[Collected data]

..............................

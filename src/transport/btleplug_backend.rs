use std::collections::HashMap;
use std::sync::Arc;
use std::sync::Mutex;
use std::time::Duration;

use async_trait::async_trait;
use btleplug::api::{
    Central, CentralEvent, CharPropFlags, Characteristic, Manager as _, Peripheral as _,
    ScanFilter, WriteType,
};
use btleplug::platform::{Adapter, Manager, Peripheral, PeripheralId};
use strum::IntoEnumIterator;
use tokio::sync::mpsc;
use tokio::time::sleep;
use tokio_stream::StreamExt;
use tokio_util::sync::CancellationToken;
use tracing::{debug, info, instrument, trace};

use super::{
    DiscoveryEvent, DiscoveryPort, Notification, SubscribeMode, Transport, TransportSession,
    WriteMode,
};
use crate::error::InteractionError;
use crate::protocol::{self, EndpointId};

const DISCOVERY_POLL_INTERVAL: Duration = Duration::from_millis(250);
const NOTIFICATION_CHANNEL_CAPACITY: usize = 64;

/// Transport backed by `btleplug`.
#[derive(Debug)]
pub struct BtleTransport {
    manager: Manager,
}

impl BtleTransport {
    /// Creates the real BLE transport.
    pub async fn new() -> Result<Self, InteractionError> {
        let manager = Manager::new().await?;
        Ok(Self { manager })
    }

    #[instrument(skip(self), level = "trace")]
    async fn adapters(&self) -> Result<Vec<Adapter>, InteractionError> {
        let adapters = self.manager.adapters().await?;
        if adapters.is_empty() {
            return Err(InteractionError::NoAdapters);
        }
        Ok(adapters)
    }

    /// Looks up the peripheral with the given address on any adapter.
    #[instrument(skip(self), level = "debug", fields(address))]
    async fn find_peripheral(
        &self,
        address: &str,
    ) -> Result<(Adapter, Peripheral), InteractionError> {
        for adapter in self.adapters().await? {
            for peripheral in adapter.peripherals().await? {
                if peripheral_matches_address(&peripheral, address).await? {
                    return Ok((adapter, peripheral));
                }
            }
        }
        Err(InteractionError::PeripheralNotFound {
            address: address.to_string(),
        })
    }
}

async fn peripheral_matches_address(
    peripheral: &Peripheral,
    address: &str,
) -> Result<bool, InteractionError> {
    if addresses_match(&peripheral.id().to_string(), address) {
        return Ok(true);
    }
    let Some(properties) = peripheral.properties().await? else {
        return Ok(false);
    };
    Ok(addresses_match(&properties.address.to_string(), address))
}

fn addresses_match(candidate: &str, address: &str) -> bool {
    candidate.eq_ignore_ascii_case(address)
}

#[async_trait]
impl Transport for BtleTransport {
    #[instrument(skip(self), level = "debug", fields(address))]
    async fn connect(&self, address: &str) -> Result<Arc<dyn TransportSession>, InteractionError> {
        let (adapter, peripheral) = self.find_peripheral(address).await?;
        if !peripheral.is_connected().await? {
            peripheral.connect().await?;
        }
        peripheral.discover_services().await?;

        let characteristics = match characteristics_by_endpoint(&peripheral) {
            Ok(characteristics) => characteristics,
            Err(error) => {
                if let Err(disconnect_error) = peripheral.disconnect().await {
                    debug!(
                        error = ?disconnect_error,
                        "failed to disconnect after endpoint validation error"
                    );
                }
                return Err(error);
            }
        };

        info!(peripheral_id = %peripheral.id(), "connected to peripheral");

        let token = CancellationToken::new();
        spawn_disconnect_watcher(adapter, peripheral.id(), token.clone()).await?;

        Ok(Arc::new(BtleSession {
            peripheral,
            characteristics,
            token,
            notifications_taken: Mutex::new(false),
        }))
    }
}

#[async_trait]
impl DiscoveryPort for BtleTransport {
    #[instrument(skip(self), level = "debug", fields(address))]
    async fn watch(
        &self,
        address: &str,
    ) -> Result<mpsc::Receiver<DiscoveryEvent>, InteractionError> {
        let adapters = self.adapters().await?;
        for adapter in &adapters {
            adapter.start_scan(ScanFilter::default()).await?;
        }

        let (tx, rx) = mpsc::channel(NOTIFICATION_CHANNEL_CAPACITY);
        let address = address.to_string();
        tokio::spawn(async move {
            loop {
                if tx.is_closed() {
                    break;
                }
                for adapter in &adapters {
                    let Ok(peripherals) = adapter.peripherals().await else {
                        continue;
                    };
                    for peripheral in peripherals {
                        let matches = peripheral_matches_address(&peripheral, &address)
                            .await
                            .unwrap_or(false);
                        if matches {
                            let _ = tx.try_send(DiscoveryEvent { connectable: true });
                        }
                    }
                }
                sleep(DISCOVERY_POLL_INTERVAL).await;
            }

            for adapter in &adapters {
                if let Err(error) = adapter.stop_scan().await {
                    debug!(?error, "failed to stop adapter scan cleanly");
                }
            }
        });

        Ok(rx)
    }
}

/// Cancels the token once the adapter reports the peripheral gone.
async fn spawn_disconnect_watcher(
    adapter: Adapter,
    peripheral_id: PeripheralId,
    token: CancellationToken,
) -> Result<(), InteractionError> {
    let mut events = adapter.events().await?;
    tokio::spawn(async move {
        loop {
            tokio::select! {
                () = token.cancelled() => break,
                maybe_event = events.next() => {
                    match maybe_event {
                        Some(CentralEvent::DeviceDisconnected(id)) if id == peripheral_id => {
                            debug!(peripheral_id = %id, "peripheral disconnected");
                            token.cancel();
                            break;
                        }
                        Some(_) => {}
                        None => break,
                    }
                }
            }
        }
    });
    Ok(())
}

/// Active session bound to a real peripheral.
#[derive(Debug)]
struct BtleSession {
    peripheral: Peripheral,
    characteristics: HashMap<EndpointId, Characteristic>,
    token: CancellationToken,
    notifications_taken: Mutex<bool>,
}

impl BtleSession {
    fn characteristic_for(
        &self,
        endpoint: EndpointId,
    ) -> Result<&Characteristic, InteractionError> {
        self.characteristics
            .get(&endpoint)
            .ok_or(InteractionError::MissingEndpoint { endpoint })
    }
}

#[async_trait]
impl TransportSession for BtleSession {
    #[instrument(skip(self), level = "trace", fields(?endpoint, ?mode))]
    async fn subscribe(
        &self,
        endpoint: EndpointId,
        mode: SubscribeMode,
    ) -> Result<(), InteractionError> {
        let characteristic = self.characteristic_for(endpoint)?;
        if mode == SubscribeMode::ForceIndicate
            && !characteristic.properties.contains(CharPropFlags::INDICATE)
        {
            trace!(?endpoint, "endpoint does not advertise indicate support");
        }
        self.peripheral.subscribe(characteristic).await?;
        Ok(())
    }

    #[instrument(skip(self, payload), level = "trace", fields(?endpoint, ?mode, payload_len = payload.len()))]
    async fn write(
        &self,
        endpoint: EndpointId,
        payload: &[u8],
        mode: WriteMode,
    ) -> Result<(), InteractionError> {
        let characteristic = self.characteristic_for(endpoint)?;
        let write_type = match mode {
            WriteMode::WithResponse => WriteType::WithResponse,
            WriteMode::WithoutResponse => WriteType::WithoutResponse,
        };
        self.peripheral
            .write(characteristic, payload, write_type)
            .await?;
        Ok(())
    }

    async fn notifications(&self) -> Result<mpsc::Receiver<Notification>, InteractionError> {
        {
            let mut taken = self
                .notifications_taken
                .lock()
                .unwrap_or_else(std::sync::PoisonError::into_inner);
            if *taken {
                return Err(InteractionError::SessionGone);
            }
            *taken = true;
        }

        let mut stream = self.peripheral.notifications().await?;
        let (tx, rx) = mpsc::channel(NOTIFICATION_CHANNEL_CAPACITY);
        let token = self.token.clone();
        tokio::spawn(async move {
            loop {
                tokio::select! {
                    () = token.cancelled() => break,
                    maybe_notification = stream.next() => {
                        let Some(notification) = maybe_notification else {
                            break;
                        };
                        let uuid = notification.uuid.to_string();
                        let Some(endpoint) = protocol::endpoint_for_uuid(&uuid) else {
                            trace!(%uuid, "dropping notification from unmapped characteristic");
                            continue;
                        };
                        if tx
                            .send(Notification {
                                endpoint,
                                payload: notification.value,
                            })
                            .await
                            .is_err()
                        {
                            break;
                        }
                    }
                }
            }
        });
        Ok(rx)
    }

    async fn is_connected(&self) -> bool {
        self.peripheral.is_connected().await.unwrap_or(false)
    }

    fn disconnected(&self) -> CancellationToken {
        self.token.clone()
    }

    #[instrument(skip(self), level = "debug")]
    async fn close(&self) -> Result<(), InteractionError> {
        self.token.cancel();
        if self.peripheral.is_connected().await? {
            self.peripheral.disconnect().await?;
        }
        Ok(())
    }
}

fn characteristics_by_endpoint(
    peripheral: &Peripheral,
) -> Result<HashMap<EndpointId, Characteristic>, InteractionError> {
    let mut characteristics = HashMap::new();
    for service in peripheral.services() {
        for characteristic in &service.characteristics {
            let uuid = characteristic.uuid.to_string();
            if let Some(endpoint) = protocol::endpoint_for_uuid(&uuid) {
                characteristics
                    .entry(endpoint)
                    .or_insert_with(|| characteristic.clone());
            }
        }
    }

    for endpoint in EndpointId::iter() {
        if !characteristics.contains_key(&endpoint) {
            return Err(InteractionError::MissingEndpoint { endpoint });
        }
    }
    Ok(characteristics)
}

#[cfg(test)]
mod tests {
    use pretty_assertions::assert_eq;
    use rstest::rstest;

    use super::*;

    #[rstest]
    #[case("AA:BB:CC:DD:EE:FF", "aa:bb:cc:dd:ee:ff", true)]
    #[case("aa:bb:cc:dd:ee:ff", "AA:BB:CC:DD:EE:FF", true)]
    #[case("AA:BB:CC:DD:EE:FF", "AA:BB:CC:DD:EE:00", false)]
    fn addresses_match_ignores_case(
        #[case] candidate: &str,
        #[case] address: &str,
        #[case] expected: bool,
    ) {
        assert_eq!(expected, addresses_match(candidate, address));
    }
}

..............................

YOUR OBJECTIVE :: Filter the entries down to the lines with the word "time" in them.

OUTPUT FOR THIS TASK ::
use std::time::Duration;
use tokio::time::sleep;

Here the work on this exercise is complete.